Get Off The Pendulum
Can’t say a huge amount because it’s politically sensitive, but our new 4 year Middle Years of Schooling1 teacher education degree has been changed to meet the requirements of the teacher certifying body in Queensland, the Queensland College of Teachers. We were planning to have minor teaching fields that would allow teachers to concentrate on a particular area like science, maths or the arts, but they required a much stronger focus on numeracy and literacy, in addition to the already very strong program in those areas that we had, so the minors have had to be scrapped for more subjects in those fields.
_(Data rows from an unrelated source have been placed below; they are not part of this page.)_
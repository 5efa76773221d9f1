//! Checklist context builder.
//!
//! Derives boolean scope signals, detected areas, and a risk score from
//! estimate scope records plus validated answers. Every flag is an OR over
//! independent sources (answers, cost-code text, scope titles), so adding
//! scope data can only turn a flag on.

use std::collections::HashSet;

use serde::{Deserialize, Serialize};
use tracing::{debug, instrument};

use smartcheck_catalog::classify_area;
use smartcheck_shared::{
    AnswerSet, AreaType, ProjectType, QuestionCode, ScopeRecord, normalize_code,
};

// ---------------------------------------------------------------------------
// Types
// ---------------------------------------------------------------------------

/// Scope signals derived once per context build.
#[derive(Debug, Clone, Default, PartialEq, Eq, Serialize, Deserialize)]
pub struct DerivedFlags {
    pub has_structural: bool,
    pub has_waterproofing_scope: bool,
    pub has_curbless_shower: bool,
    pub has_new_shower_pan: bool,
    pub has_steam_shower: bool,
    pub is_occupied_during_work: bool,
    pub includes_electrical_heavy: bool,
    pub includes_kitchen: bool,
    pub includes_bath: bool,
    pub includes_hvac: bool,
    pub has_exterior_scope: bool,
    pub relocates_plumbing: bool,
    pub requires_permit: bool,
}

impl DerivedFlags {
    /// Names of the flags that are set, in declaration order.
    pub fn active(&self) -> Vec<&'static str> {
        [
            ("has_structural", self.has_structural),
            ("has_waterproofing_scope", self.has_waterproofing_scope),
            ("has_curbless_shower", self.has_curbless_shower),
            ("has_new_shower_pan", self.has_new_shower_pan),
            ("has_steam_shower", self.has_steam_shower),
            ("is_occupied_during_work", self.is_occupied_during_work),
            ("includes_electrical_heavy", self.includes_electrical_heavy),
            ("includes_kitchen", self.includes_kitchen),
            ("includes_bath", self.includes_bath),
            ("includes_hvac", self.includes_hvac),
            ("has_exterior_scope", self.has_exterior_scope),
            ("relocates_plumbing", self.relocates_plumbing),
            ("requires_permit", self.requires_permit),
        ]
        .into_iter()
        .filter_map(|(name, set)| set.then_some(name))
        .collect()
    }
}

/// A physical area referenced by a scope title or item label.
#[derive(Debug, Clone, PartialEq, Eq, Serialize, Deserialize)]
pub struct DetectedArea {
    pub label: String,
    #[serde(rename = "type")]
    pub area_type: AreaType,
    pub source_scope_id: String,
}

/// Summary risk signals.
#[derive(Debug, Clone, Default, PartialEq, Eq, Serialize, Deserialize)]
pub struct RiskFlags {
    pub structural_risk: bool,
    pub waterproofing_risk: bool,
    pub inspection_heavy: bool,
    pub schedule_complex: bool,
}

/// Everything the planner needs to know about a project.
#[derive(Debug, Clone, PartialEq, Eq, Serialize, Deserialize)]
pub struct ChecklistContext {
    pub project_type: ProjectType,
    pub flags: DerivedFlags,
    pub detected_areas: Vec<DetectedArea>,
    /// Additive risk score, clamped to `0..=100`.
    pub risk_score: u8,
    pub risk_flags: RiskFlags,
}

impl ChecklistContext {
    pub fn areas_of_type(&self, area_type: AreaType) -> impl Iterator<Item = &DetectedArea> {
        self.detected_areas
            .iter()
            .filter(move |a| a.area_type == area_type)
    }
}

// ---------------------------------------------------------------------------
// Keyword lists
// ---------------------------------------------------------------------------

const STRUCTURAL_CODES: &[&str] = &[
    "structural", "beam", "header", "load bearing", "load-bearing", "joist", "footing",
    "foundation", "shoring", "lvl",
];
const STRUCTURAL_TITLES: &[&str] = &["structural", "addition", "wall removal", "load bearing"];

const WATERPROOFING_CODES: &[&str] = &[
    "waterproof", "membrane", "shower pan", "linear drain", "curbless", "kerdi", "hot mop",
    "flood test",
];
const WATERPROOFING_TITLES: &[&str] = &["shower", "wet room"];

const CURBLESS_CODES: &[&str] = &[
    "curbless", "linear drain", "zero entry", "zero-entry", "barrier free", "barrier-free",
];
const CURBLESS_TITLES: &[&str] = &["curbless", "zero entry", "barrier free"];

const SHOWER_PAN_CODES: &[&str] = &[
    "shower pan", "mortar bed", "shower base", "hot mop", "shower receptor",
];

const STEAM_CODES: &[&str] = &["steam"];

const ELECTRICAL_HEAVY_CODES: &[&str] = &[
    "panel", "service upgrade", "subpanel", "sub-panel", "200a", "400a", "rewire", "meter base",
];

const OCCUPIED_CODES: &[&str] = &["occupied", "temporary kitchen", "dust protection", "daily cleanup"];
const OCCUPIED_TITLES: &[&str] = &["occupied"];

const KITCHEN_CODES: &[&str] = &["kitchen", "range hood", "dishwasher"];
const KITCHEN_TITLES: &[&str] = &["kitchen"];

const BATH_CODES: &[&str] = &["bath", "vanity", "toilet", "shower", "bathtub"];
const BATH_TITLES: &[&str] = &["bath", "shower", "powder"];

const HVAC_CODES: &[&str] = &["hvac", "duct", "furnace", "heat pump", "mini split", "air handler"];
const HVAC_TITLES: &[&str] = &["hvac", "mechanical"];

const EXTERIOR_CODES: &[&str] = &["siding", "roof", "exterior", "deck", "window", "stucco", "gutter"];
const EXTERIOR_TITLES: &[&str] = &["exterior", "deck", "roof", "siding", "porch"];

const RELOCATION_CODES: &[&str] = &["relocate", "reroute", "move drain"];

const PERMIT_CODES: &[&str] = &["permit", "inspection fee"];
const PERMIT_TITLES: &[&str] = &["permit"];

/// Waterproofing answers that mean "no waterproofing work".
const NO_WATERPROOFING_ANSWERS: &[&str] = &["", "none", "no", "n_a", "not_applicable"];

// ---------------------------------------------------------------------------
// Risk weights
// ---------------------------------------------------------------------------

const BASE_RISK: u32 = 10;
const STRUCTURAL_WEIGHT: u32 = 20;
const WATERPROOFING_WEIGHT: u32 = 20;
const OCCUPIED_WEIGHT: u32 = 15;
const ELECTRICAL_HEAVY_WEIGHT: u32 = 10;
const FULL_SCOPE_WEIGHT: u32 = 10;
const CURBLESS_WEIGHT: u32 = 10;
const STEAM_WEIGHT: u32 = 5;
const MAX_RISK: u32 = 100;

// ---------------------------------------------------------------------------
// Builder
// ---------------------------------------------------------------------------

/// Lower-cased text views over the scope data, computed once per build.
struct Signals<'a> {
    code_texts: Vec<String>,
    titles: Vec<String>,
    answers: &'a AnswerSet,
}

impl<'a> Signals<'a> {
    fn new(scope_records: &[ScopeRecord], answers: &'a AnswerSet) -> Self {
        let code_texts = scope_records
            .iter()
            .flat_map(|r| r.cost_items.iter())
            .map(|item| item.code_text())
            .filter(|text| !text.is_empty())
            .collect();
        let titles = scope_records
            .iter()
            .map(|r| r.title.trim().to_lowercase())
            .filter(|title| !title.is_empty())
            .collect();
        Self {
            code_texts,
            titles,
            answers,
        }
    }

    fn any_code(&self, patterns: &[&str]) -> bool {
        contains_any(&self.code_texts, patterns)
    }

    fn any_title(&self, patterns: &[&str]) -> bool {
        contains_any(&self.titles, patterns)
    }

    fn answer_mentions(&self, code: QuestionCode, needles: &[&str]) -> bool {
        needles
            .iter()
            .any(|needle| self.answers.contains_text(code, needle))
    }
}

fn contains_any(haystacks: &[String], patterns: &[&str]) -> bool {
    haystacks
        .iter()
        .any(|text| patterns.iter().any(|p| text.contains(p)))
}

/// Build the checklist context for a project. Total: sparse or empty input
/// yields all-false flags, no areas, and the base risk score.
#[instrument(skip_all, fields(%project_type, records = scope_records.len(), answers = answers.len()))]
pub fn build_context(
    project_type: ProjectType,
    scope_records: &[ScopeRecord],
    answers: &AnswerSet,
) -> ChecklistContext {
    let signals = Signals::new(scope_records, answers);
    let flags = derive_flags(&signals);
    let detected_areas = detect_areas(scope_records);
    let risk_score = risk_score(&flags, project_type);
    let risk_flags = risk_flags(&flags, project_type);

    debug!(
        flags = ?flags.active(),
        areas = detected_areas.len(),
        risk_score,
        "checklist context built"
    );

    ChecklistContext {
        project_type,
        flags,
        detected_areas,
        risk_score,
        risk_flags,
    }
}

fn derive_flags(s: &Signals<'_>) -> DerivedFlags {
    use QuestionCode as Q;

    let has_curbless_shower = s.answer_mentions(Q::WaterproofingLevel, &["curbless", "linear drain"])
        || s.answer_mentions(Q::ShowerType, &["curbless", "zero entry"])
        || s.any_code(CURBLESS_CODES)
        || s.any_title(CURBLESS_TITLES);

    let has_new_shower_pan = s.answer_mentions(Q::ShowerType, &["pan", "mortar", "tile shower"])
        || s.any_code(SHOWER_PAN_CODES);

    let has_steam_shower = s.answers.flag(Q::SteamShower)
        || s.answer_mentions(Q::ShowerType, &["steam"])
        || s.any_code(STEAM_CODES)
        || s.any_title(STEAM_CODES);

    let waterproofing_answered = s
        .answers
        .text(Q::WaterproofingLevel)
        .is_some_and(|level| !NO_WATERPROOFING_ANSWERS.contains(&normalize_code(level).as_str()));

    let has_waterproofing_scope = waterproofing_answered
        || s.any_code(WATERPROOFING_CODES)
        || s.any_title(WATERPROOFING_TITLES)
        || has_curbless_shower
        || has_steam_shower;

    DerivedFlags {
        has_structural: s.answers.flag(Q::StructuralChanges)
            || s.any_code(STRUCTURAL_CODES)
            || s.any_title(STRUCTURAL_TITLES),
        has_waterproofing_scope,
        has_curbless_shower,
        has_new_shower_pan,
        has_steam_shower,
        is_occupied_during_work: s.answers.flag(Q::OccupiedDuringWork)
            || s.any_code(OCCUPIED_CODES)
            || s.any_title(OCCUPIED_TITLES),
        includes_electrical_heavy: s.answers.flag(Q::PanelUpgrade)
            || s.answer_mentions(Q::ElectricalScope, &["panel", "service", "heavy", "rewire"])
            || s.any_code(ELECTRICAL_HEAVY_CODES),
        includes_kitchen: s.answer_mentions(Q::RoomsInScope, &["kitchen"])
            || s.any_code(KITCHEN_CODES)
            || s.any_title(KITCHEN_TITLES),
        includes_bath: s.answer_mentions(Q::RoomsInScope, &["bath", "powder"])
            || s.any_code(BATH_CODES)
            || s.any_title(BATH_TITLES),
        includes_hvac: s.answers.flag(Q::HvacChanges)
            || s.any_code(HVAC_CODES)
            || s.any_title(HVAC_TITLES),
        has_exterior_scope: s.answers.flag(Q::ExteriorWork)
            || s.any_code(EXTERIOR_CODES)
            || s.any_title(EXTERIOR_TITLES),
        relocates_plumbing: s.answers.flag(Q::RelocatingPlumbing) || s.any_code(RELOCATION_CODES),
        requires_permit: s.answers.flag(Q::PermitRequired)
            || s.any_code(PERMIT_CODES)
            || s.any_title(PERMIT_TITLES),
    }
}

/// Detect areas from scope titles and item labels. The first classification
/// of a label wins; later occurrences are ignored.
fn detect_areas(scope_records: &[ScopeRecord]) -> Vec<DetectedArea> {
    let mut seen: HashSet<&str> = HashSet::new();
    let mut areas = Vec::new();

    for record in scope_records {
        let labels = std::iter::once(record.title.trim())
            .chain(record.cost_items.iter().filter_map(|item| item.area()));

        for label in labels {
            if label.is_empty() || !seen.insert(label) {
                continue;
            }
            areas.push(DetectedArea {
                label: label.to_string(),
                area_type: classify_area(label),
                source_scope_id: record.id.clone(),
            });
        }
    }

    areas
}

fn risk_score(flags: &DerivedFlags, project_type: ProjectType) -> u8 {
    let weights = [
        (flags.has_structural, STRUCTURAL_WEIGHT),
        (flags.has_waterproofing_scope, WATERPROOFING_WEIGHT),
        (flags.is_occupied_during_work, OCCUPIED_WEIGHT),
        (flags.includes_electrical_heavy, ELECTRICAL_HEAVY_WEIGHT),
        (project_type.is_full_scope(), FULL_SCOPE_WEIGHT),
        (flags.has_curbless_shower, CURBLESS_WEIGHT),
        (flags.has_steam_shower, STEAM_WEIGHT),
    ];

    let score = weights
        .into_iter()
        .filter(|(set, _)| *set)
        .fold(BASE_RISK, |acc, (_, weight)| acc + weight);

    // MAX_RISK fits in u8
    score.min(MAX_RISK) as u8
}

fn risk_flags(flags: &DerivedFlags, project_type: ProjectType) -> RiskFlags {
    RiskFlags {
        structural_risk: flags.has_structural,
        waterproofing_risk: flags.has_waterproofing_scope
            || flags.has_curbless_shower
            || flags.has_steam_shower,
        inspection_heavy: flags.has_structural
            || flags.includes_electrical_heavy
            || flags.requires_permit
            || flags.relocates_plumbing
            || project_type.is_full_scope(),
        schedule_complex: flags.is_occupied_during_work
            || project_type.is_full_scope()
            || (flags.includes_kitchen && flags.includes_bath),
    }
}

// ---------------------------------------------------------------------------
// Tests
// ---------------------------------------------------------------------------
To me this is a symptom of a current pendulum swing – the media have created the perception that there is a crisis of literacy and numeracy among Australian students. All the evidence shows that this is not the case, and that in fact more students are literate and numerate at a higher level than ever before. But politicians have to be seen to be responding to community concerns, real or not, so there is this massive emphasis on literacy and numeracy to the exclusion of everything else. Science, for example, has always struggled for time in the primary curriculum, but it is being displaced even further at the moment.
Of course, eventually the imbalance will be recognised, and we’ll swing back toward a more balanced perspective – but most teachers only go to university for their first degree, so those prepared in these next few years will have somewhat unbalanced preparation to teach.
It’s the same with teaching science ‘in context’ – connecting it to real world examples and situations – versus teaching it purely in terms of science concepts and the structure of the discipline. The latter used to be the only approach used, and it didn’t work for everyone. The smart approach would have been to add some contextual teaching to complement the conceptual teaching, and get the best of both worlds. Instead, the pendulum has swung all the way in the opposite direction, so all the teaching is in context. That suits some people, but disadvantages others, including Cassie.
The idea of the ‘golden mean’ – finding balance between opposites, rather than embracing either – is as old as the Greeks, but I think we grasp it less now than for a long time. We live in a(n over)reactive world.
- Oh, incidentally, as of a couple of days ago, meet the new Director of Middle Years Teacher Education at the University of Queensland. A small but satisfying promotion for me.